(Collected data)
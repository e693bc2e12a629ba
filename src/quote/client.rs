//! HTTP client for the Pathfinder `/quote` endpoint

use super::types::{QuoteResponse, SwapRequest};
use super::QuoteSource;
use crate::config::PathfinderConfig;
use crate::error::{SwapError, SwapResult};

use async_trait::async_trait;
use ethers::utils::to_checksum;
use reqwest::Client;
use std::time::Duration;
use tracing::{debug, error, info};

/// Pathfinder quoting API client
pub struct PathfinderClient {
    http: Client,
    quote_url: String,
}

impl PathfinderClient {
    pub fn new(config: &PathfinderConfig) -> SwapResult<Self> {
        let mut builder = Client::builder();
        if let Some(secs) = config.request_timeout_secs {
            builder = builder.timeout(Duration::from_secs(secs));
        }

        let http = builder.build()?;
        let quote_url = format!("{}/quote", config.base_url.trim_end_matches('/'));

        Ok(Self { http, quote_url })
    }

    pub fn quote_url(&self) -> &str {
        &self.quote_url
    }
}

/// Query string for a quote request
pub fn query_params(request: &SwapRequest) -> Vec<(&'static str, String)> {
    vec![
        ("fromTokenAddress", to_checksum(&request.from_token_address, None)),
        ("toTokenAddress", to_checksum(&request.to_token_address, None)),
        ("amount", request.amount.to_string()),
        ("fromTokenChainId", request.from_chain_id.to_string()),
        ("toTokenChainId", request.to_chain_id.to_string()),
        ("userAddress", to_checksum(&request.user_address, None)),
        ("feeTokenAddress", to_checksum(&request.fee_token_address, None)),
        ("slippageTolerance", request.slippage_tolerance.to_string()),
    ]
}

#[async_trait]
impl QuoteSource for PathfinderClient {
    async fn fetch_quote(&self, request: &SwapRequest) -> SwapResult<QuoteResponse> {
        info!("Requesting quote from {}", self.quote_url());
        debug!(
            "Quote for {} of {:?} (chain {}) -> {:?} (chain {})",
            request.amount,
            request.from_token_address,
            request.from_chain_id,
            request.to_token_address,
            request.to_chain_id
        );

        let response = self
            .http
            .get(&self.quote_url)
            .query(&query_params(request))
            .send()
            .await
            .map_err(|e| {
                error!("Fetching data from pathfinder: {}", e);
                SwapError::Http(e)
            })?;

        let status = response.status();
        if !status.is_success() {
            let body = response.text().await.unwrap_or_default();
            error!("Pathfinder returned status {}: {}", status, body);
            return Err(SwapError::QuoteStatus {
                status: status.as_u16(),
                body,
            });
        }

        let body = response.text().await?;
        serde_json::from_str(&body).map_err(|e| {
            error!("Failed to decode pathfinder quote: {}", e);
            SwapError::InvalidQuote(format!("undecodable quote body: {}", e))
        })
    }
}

» **Exercise instructions**: Return every line above exactly as it stands.

» **Final answer**:
repository e693bc2e12a629ba
filename src/quote/client.rs
//! HTTP client for the Pathfinder `/quote` endpoint

use super::types::{QuoteResponse, SwapRequest};
use super::QuoteSource;
use crate::config::PathfinderConfig;
use crate::error::{SwapError, SwapResult};

use async_trait::async_trait;
use ethers::utils::to_checksum;
use reqwest::Client;
use std::time::Duration;
use tracing::{debug, error, info};

/// Pathfinder quoting API client
pub struct PathfinderClient {
    http: Client,
    quote_url: String,
}

impl PathfinderClient {
    pub fn new(config: &PathfinderConfig) -> SwapResult<Self> {
        let mut builder = Client::builder();
        if let Some(secs) = config.request_timeout_secs {
            builder = builder.timeout(Duration::from_secs(secs));
        }

        let http = builder.build()?;
        let quote_url = format!("{}/quote", config.base_url.trim_end_matches('/'));

        Ok(Self { http, quote_url })
    }

    pub fn quote_url(&self) -> &str {
        &self.quote_url
    }
}

/// Query string for a quote request
pub fn query_params(request: &SwapRequest) -> Vec<(&'static str, String)> {
    vec![
        ("fromTokenAddress", to_checksum(&request.from_token_address, None)),
        ("toTokenAddress", to_checksum(&request.to_token_address, None)),
        ("amount", request.amount.to_string()),
        ("fromTokenChainId", request.from_chain_id.to_string()),
        ("toTokenChainId", request.to_chain_id.to_string()),
        ("userAddress", to_checksum(&request.user_address, None)),
        ("feeTokenAddress", to_checksum(&request.fee_token_address, None)),
        ("slippageTolerance", request.slippage_tolerance.to_string()),
    ]
}

#[async_trait]
impl QuoteSource for PathfinderClient {
    async fn fetch_quote(&self, request: &SwapRequest) -> SwapResult<QuoteResponse> {
        info!("Requesting quote from {}", self.quote_url());
        debug!(
            "Quote for {} of {:?} (chain {}) -> {:?} (chain {})",
            request.amount,
            request.from_token_address,
            request.from_chain_id,
            request.to_token_address,
            request.to_chain_id
        );

        let response = self
            .http
            .get(&self.quote_url)
            .query(&query_params(request))
            .send()
            .await
            .map_err(|e| {
                error!("Fetching data from pathfinder: {}", e);
                SwapError::Http(e)
            })?;

        let status = response.status();
        if !status.is_success() {
            let body = response.text().await.unwrap_or_default();
            error!("Pathfinder returned status {}: {}", status, body);
            return Err(SwapError::QuoteStatus {
                status: status.as_u16(),
                body,
            });
        }

        let body = response.text().await?;
        serde_json::from_str(&body).map_err(|e| {
            error!("Failed to decode pathfinder quote: {}", e);
            SwapError::InvalidQuote(format!("undecodable quote body: {}", e))
        })
    }
}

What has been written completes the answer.